• [Exercise details] Could you copy every line of the data that contains the word "priorities"?
-- The data follows --
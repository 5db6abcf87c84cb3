use super::Context;
use crate::commands::JiraCommands;
use crate::config::{Service, TransitionAliases};
use crate::integrations::jira::{parse_date, split_list, START_DATE_FIELD_KEY};
use crate::integrations::JiraClient;
use crate::output::{format_list, format_one, Format, Record};
use crate::workflow::{CreateIssue, JiraWorkflow, Report, UpdateIssue};
use crate::{Result, ToolsError};

fn client(ctx: &Context) -> Result<JiraClient> {
    let jira = JiraClient::connect(&ctx.credentials(Service::Jira)?, ctx.transport())?;
    Ok(match ctx.store().lookup(START_DATE_FIELD_KEY) {
        Some(field) => jira.with_start_date_field(field),
        None => jira,
    })
}

pub(super) async fn run(cmd: JiraCommands, ctx: &Context, report: &mut Report) -> Result<()> {
    let jira = client(ctx)?;
    let mut workflow = JiraWorkflow::new(&jira, TransitionAliases::from_store(ctx.store()));

    match cmd {
        JiraCommands::Search {
            jql,
            fields,
            max_results,
            format,
        } => {
            let issues = jira.search(&jql, &split_list(&fields), max_results).await?;
            report.emit(format_list(&issues, format)?);
        }

        JiraCommands::Get { issue, format } => {
            let detail = jira.issue(&issue).await?;
            report.emit(format_one(&detail, format)?);
        }

        JiraCommands::Create {
            project,
            issue_type,
            summary,
            description,
            labels,
            assignee,
            epic,
        } => {
            let request = CreateIssue {
                project,
                issue_type,
                summary,
                description,
                labels: labels.as_deref().map(split_list).unwrap_or_default(),
                assignee,
                epic,
            };
            workflow.create_issue(request, report).await?;
        }

        JiraCommands::Update {
            issue,
            transition,
            comment,
            assignee,
            summary,
        } => {
            let request = UpdateIssue {
                issue,
                transition,
                comment,
                assignee,
                summary,
            };
            workflow.update(request, report).await?;
        }

        JiraCommands::Transitions { issue } => {
            let transitions = jira.transitions(&issue).await?;
            report.emit(format_list(&transitions, Format::Summary)?);
        }

        JiraCommands::Assign { issue, user } => {
            workflow.assign(&issue, &user, report).await?;
        }

        JiraCommands::LinkEpic { issue, epic } => {
            jira.set_parent(&issue, &epic).await?;
            report.emit(format!("Linked {issue} to epic {epic}"));
        }

        JiraCommands::Users { query, format } => {
            let users = jira.search_users(&query, 50).await?;
            report.emit(format_list(&users, format)?);
        }

        JiraCommands::Projects { format } => {
            let projects = jira.projects().await?;
            report.emit(format_list(&projects, format)?);
        }

        JiraCommands::Dates { issue, start, due } => {
            let start_date = start.as_deref().map(parse_date).transpose()?;
            let due_date = due.as_deref().map(parse_date).transpose()?;

            jira.set_dates(&issue, start_date, due_date).await?;

            let mut changes = Vec::new();
            if let Some(date) = start_date {
                changes.push(format!("start={date}"));
            }
            if let Some(date) = due_date {
                changes.push(format!("due={date}"));
            }
            report.emit(format!("Updated {issue}: {}", changes.join(", ")));
        }

        JiraCommands::Unresolve { issue } => {
            workflow.unresolve(&issue, report).await?;
        }

        JiraCommands::Comments { issue, max_results } => {
            let comments = jira.comments(&issue, max_results).await?;
            if comments.is_empty() {
                report.emit("No comments found");
            } else {
                report.emit(format_list(&comments, Format::Summary)?);
            }
        }

        JiraCommands::Labels { issue, add, remove } => {
            let add = add.as_deref().map(split_list).unwrap_or_default();
            let remove = remove.as_deref().map(split_list).unwrap_or_default();
            if add.is_empty() && remove.is_empty() {
                return Err(ToolsError::Validation(
                    "Specify --add and/or --remove labels".to_string(),
                ));
            }

            jira.update_labels(&issue, &add, &remove).await?;

            let mut changes = Vec::new();
            if !add.is_empty() {
                changes.push(format!("added: {}", add.join(", ")));
            }
            if !remove.is_empty() {
                changes.push(format!("removed: {}", remove.join(", ")));
            }
            report.emit(format!("Updated {issue} labels: {}", changes.join("; ")));
        }

        JiraCommands::Priority { issue, set } => match (issue, set) {
            (Some(issue), Some(priority)) => {
                jira.set_priority(&issue, &priority).await?;
                report.emit(format!("Set {issue} priority to {priority}"));
            }
            (Some(_), None) => {
                return Err(ToolsError::Validation(
                    "Specify --set with the priority name".to_string(),
                ));
            }
            (None, _) => {
                let priorities = jira.priorities().await?;
                report.emit("Available priorities:");
                for priority in priorities {
                    report.emit(format!("  {}", priority.name));
                }
            }
        },

        JiraCommands::Link {
            from,
            to,
            link_type,
            list_types,
        } => {
            if list_types {
                let types = jira.link_types().await?;
                report.emit("Available link types:");
                for link_type in &types {
                    report.emit(format!("  {}", link_type.summary_line()));
                }
                return Ok(());
            }

            let (Some(from), Some(to), Some(link_type)) = (from, to, link_type) else {
                return Err(ToolsError::Validation(
                    "Specify --from, --to and --type, or use --list-types".to_string(),
                ));
            };
            jira.link_issues(&from, &to, &link_type).await?;
            report.emit(format!("Linked {from} → {to} ({link_type})"));
        }

        JiraCommands::Sprints {
            board,
            move_issue,
            to,
        } => {
            if let (Some(issue), Some(sprint_id)) = (move_issue, to) {
                jira.move_to_sprint(&issue, sprint_id).await?;
                report.emit(format!("Moved {issue} to sprint {sprint_id}"));
                return Ok(());
            }

            let sprints = jira.sprints(board).await?;
            if sprints.is_empty() {
                report.emit("No active/future sprints found");
            } else {
                report.emit(format_list(&sprints, Format::Summary)?);
            }
        }

        JiraCommands::Boards { format } => {
            let boards = jira.boards().await?;
            report.emit(format_list(&boards, format)?);
        }
    }

    Ok(())
}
-- The data concluded --
• [The completed task]
                let priorities = jira.priorities().await?;
                report.emit("Available priorities:");
                for priority in priorities {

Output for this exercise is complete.